Я похолодел. Был октябрь 1942 года. За два с половиной месяца в одном только варшавском гетто нацисты совершили триста тысяч убийств!

Об этом я должен был сообщить всему миру.

Мои новые знакомые предложили провести меня в гетто, чтобы я собственными глазами увидел картину гибели целого народа. Свидетельству очевидца поверят больше, чем рассказу с чужих слов. При этом они предупредили, что если я соглашусь, то подвергну риску свою жизнь, а жуткие сцены, которые я там увижу, будут преследовать меня до конца моих дней. Я сказал, что согласен.

Вторая встреча состоялась там же, где и первая. Говорили о нашем «походе» в гетто и о том, как мне лучше рассказать о положении евреев, когда я попаду в Лондон. Под конец я спросил, что отвечать на вопрос: как же им помочь? Мои собеседники смотрели на вещи с горестной трезвостью.

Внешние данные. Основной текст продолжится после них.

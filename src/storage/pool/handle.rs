//! Opaque object handles

use std::fmt;

/// Reference to an object in the pool
///
/// Packs the size class index and the slot number within that class.
/// Everything outside the pool treats it as an opaque token.
#[derive(Debug, Clone, Copy, PartialEq, Eq, PartialOrd, Ord, Hash)]
pub struct Handle(u64);

impl Handle {
    /// Create a new handle
    pub fn new(size_class: u16, slot: u32) -> Self {
        Self(((size_class as u64) << 32) | slot as u64)
    }

    /// Size class index (0 = smallest)
    pub fn size_class(&self) -> usize {
        (self.0 >> 32) as usize
    }

    /// Slot number within the size class
    pub fn slot(&self) -> u32 {
        self.0 as u32
    }

    /// Raw token value
    pub fn as_u64(&self) -> u64 {
        self.0
    }
}

impl fmt::Display for Handle {
    fn fmt(&self, f: &mut fmt::Formatter<'_>) -> fmt::Result {
        write!(f, "Handle(class={}, slot={})", self.size_class(), self.slot())
    }
}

Прекрасно понимали, что большая часть их предложений нереализуема, но высказать их нужно, поскольку ничто другое не прекратит страданий еврейского народа.

— Немцы понимают только язык силы и принуждения, — начал сионист. — Надо безжалостно бомбить их города, сбрасывать при каждой бомбардировке листовки, рассказывающие немцам об участи польских евреев, и обещать, что то же самое ждет всю немецкую нацию во время и после войны. Мы не призываем убивать мирное население, но такая угроза — единственное средство остановить зверства. Страх за свою жизнь заставит жителей Германии повлиять на своих главарей, чтобы те отказались от преступной политики. Вот и все, чего мы хотим.

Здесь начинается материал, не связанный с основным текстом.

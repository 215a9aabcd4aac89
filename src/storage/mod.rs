//! Storage layer
//!
//! # Architecture
//!
//! A device presents a fixed number of 4 KiB logical pages. Each page is
//! compressed and kept in an object pool; the page table maps page indices
//! to pool handles:
//!
//! ```text
//! Device ──init/reset──→ Active
//!                          ├─→ PageStore
//!                          │     ├─→ PageTable   (index → handle, size, flags)
//!                          │     ├─→ ObjectPool  (handle → bytes)
//!                          │     ├─→ Compressor  (zstd | lz4)
//!                          │     └─→ DeviceStats
//!                          └─→ Reclaimer     (pending frees + worker thread)
//! ```
//!
//! ## Write path
//!
//! - All-zero pages are recorded with the ZERO flag and take no pool memory
//! - Pages compressing to more than `max_zpage_size` are stored raw
//! - The new object is filled before the table entry is swapped, and the
//!   displaced object is freed after the entry lock is released
//!
//! ## Read path
//!
//! - Zero and never-written pages read back as zeros without touching the pool
//! - Raw pages are copied, everything else is decompressed

pub mod compression;
pub mod device;
pub mod engine;
pub mod pool;
pub mod reclaim;
pub mod stats;
pub mod table;

/// Logical page size in bytes
pub const PAGE_SIZE: usize = 4096;

/// Addressing unit of byte-range I/O
pub const SECTOR_SIZE: usize = 512;

/// Upper bound on the devices in one `DeviceSet`
pub const MAX_NUM_DEVICES: usize = 32;

pub use compression::{CompressionAlgorithm, Compressor};
pub use device::{Device, DeviceSet};
pub use engine::PageStore;
pub use pool::{Handle, ObjectPool, SlabPool};
pub use reclaim::Reclaimer;
pub use stats::{DeviceStats, StatsSnapshot};
pub use table::{PageEntry, PageFlags, PageTable};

— Мы знаем, — продолжил лидер Бунда, — что такой план может быть отвергнут, потому что он не укладывается в представления союзников о методах ведения войны. Но ни евреи, ни те, кто хочет им помочь, не должны рассматривать происходящее только с военной точки зрения. Скажите правительствам союзников, что, если они действительно хотят нам помочь, они должны официально заявить немецким властям, что продолжение расправы навлечет страшную кару на немецкий народ и закончится последовательным уничтожением всей Германии!

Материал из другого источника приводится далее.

//! Device configuration
//!
//! Configuration is plain serde data so it can be loaded from a TOML file
//! and overridden from the command line:
//!
//! ```toml
//! disksize = 268435456
//! compression = "zstd"
//! compression_level = 3
//! max_zpage_size = 4095
//! reclaim_on_io = true
//!
//! [pool]
//! min_class_size = 32
//! slots_per_chunk = 64
//! max_bytes = 134217728
//! ```

use crate::error::{Error, Result};
use crate::storage::compression::CompressionAlgorithm;
use crate::storage::PAGE_SIZE;
use serde::{Deserialize, Serialize};
use std::path::Path;
use tracing::info;

/// Pages that compress to more than this are stored uncompressed.
///
/// By default anything smaller than a page is kept compressed.
pub const DEFAULT_MAX_ZPAGE_SIZE: usize = PAGE_SIZE - 1;

/// Stricter threshold that stores pages raw unless compression saves a
/// quarter of the page; trades memory for cheaper reads.
pub const STRICT_MAX_ZPAGE_SIZE: usize = PAGE_SIZE / 4 * 3;

/// Default disk size as a percentage of physical RAM.
pub const DEFAULT_DISKSIZE_PERC_RAM: u64 = 25;

/// Configuration for a single compressed block device
#[derive(Debug, Clone, PartialEq, Serialize, Deserialize)]
#[serde(default)]
pub struct DeviceConfig {
    /// Uncompressed capacity in bytes (0 = 25% of physical RAM)
    pub disksize: u64,
    /// Page compressor
    pub compression: CompressionAlgorithm,
    /// Compression level (zstd only)
    pub compression_level: i32,
    /// Largest compressed size still worth storing compressed
    pub max_zpage_size: usize,
    /// Drain pending slot frees at the start of every read/write
    pub reclaim_on_io: bool,
    /// Object pool settings
    pub pool: PoolConfig,
}

impl Default for DeviceConfig {
    fn default() -> Self {
        Self {
            disksize: 0,
            compression: CompressionAlgorithm::Zstd,
            compression_level: 3,
            max_zpage_size: DEFAULT_MAX_ZPAGE_SIZE,
            reclaim_on_io: true,
            pool: PoolConfig::default(),
        }
    }
}

/// Object pool settings
#[derive(Debug, Clone, PartialEq, Serialize, Deserialize)]
#[serde(default)]
pub struct PoolConfig {
    /// Smallest size class (bytes)
    pub min_class_size: usize,
    /// Number of objects per backing chunk
    pub slots_per_chunk: usize,
    /// Upper bound on memory held by the pool (None = unlimited)
    pub max_bytes: Option<u64>,
}

impl Default for PoolConfig {
    fn default() -> Self {
        Self {
            min_class_size: 32,
            slots_per_chunk: 64,
            max_bytes: None,
        }
    }
}

impl DeviceConfig {
    /// Load and validate a configuration file
    pub fn load<P: AsRef<Path>>(path: P) -> Result<Self> {
        let path = path.as_ref();
        let contents = std::fs::read_to_string(path)?;
        let config = Self::from_toml(&contents)?;
        info!(path = ?path, "Loaded device configuration");
        Ok(config)
    }

    /// Parse and validate a TOML document
    pub fn from_toml(contents: &str) -> Result<Self> {
        let config: Self = toml::from_str(contents)
            .map_err(|e| Error::Config(format!("Failed to parse config: {}", e)))?;
        config.validate()?;
        Ok(config)
    }

    /// Render as TOML
    pub fn to_toml(&self) -> Result<String> {
        toml::to_string_pretty(self)
            .map_err(|e| Error::Config(format!("Failed to serialize config: {}", e)))
    }

    /// Check invariants the engine relies on
    pub fn validate(&self) -> Result<()> {
        if self.max_zpage_size == 0 || self.max_zpage_size >= PAGE_SIZE {
            return Err(Error::Config(format!(
                "max_zpage_size must be in 1..{}, got {}",
                PAGE_SIZE, self.max_zpage_size
            )));
        }
        if self.pool.min_class_size == 0 || self.pool.min_class_size > PAGE_SIZE {
            return Err(Error::Config(format!(
                "pool.min_class_size must be in 1..={}, got {}",
                PAGE_SIZE, self.pool.min_class_size
            )));
        }
        if self.pool.slots_per_chunk == 0 {
            return Err(Error::Config(
                "pool.slots_per_chunk must be at least 1".to_string(),
            ));
        }
        self.compression.validate_level(self.compression_level)
    }
}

— Я понимаю, — сказал я, — и приложу все усилия, чтобы и они вас поняли.

— Скажите еще вот что, — сказал сионист. — Гитлер провозгласил, что немцы — все немцы, где бы они ни жили, — составляют одну расу, национальное и политическое целое. Он объединил их в единой армии, призванной завоевать мир и создать «новую цивилизацию». И заявил, что в этой цивилизации нет места евреям и их нужно истребить. Это беспрецедентное явление в истории, и реакция на него тоже должна быть беспрецедентной. Пусть власти союзников отдадут приказ публично казнить всех немцев, где бы они ни обитали: в Америке, в Англии, в Африке — везде! Вот о чем мы просим.

— Странная идея! — воскликнул я. — Такая просьба только удивит и ужаснет тех, кто хотел бы вам помочь.

— Разумеется! Думаете, я не знаю? Мы потому и просим, что рассчитываем вызвать возмущение. Чтобы мир осознал, что с нами происходит, с каким преступлением и с какими преступниками он столкнулся. Насколько безнадежно наше положение. Победа союзников через год, два или три ничем нам не поможет… потому что нас уже не будет.

Они замолкли, словно давая мне время проникнуться всем ужасом этой истины. Молчал и я — что скажешь перед лицом величайшей трагедии!

— Но этого не может быть! — вдруг закричали они в один голос, потрясая кулаками, словно угрожая всем, кто находится по другую сторону баррикады. — Не может быть, чтобы весь мир, все демократические западные страны оставили нас вот так умирать! Если спасают американских и английских подданных, то почему нельзя организовать массовую эвакуацию пусть бы только еврейских детей?! еврейских женщин?! больных и стариков?! Почему союзники не предложат обменять их на пленных? или на деньги? Почему не хотят выкупить жизни хоть нескольких тысяч польских евреев, чтобы было кому продолжить род?

— Но как? Как это сделать? Разве можно давать деньги врагу? Обменивать мирное население на немецких военнопленных? Гитлер тут же пошлет их на фронт! Это противоречит всем принципам ведения войны!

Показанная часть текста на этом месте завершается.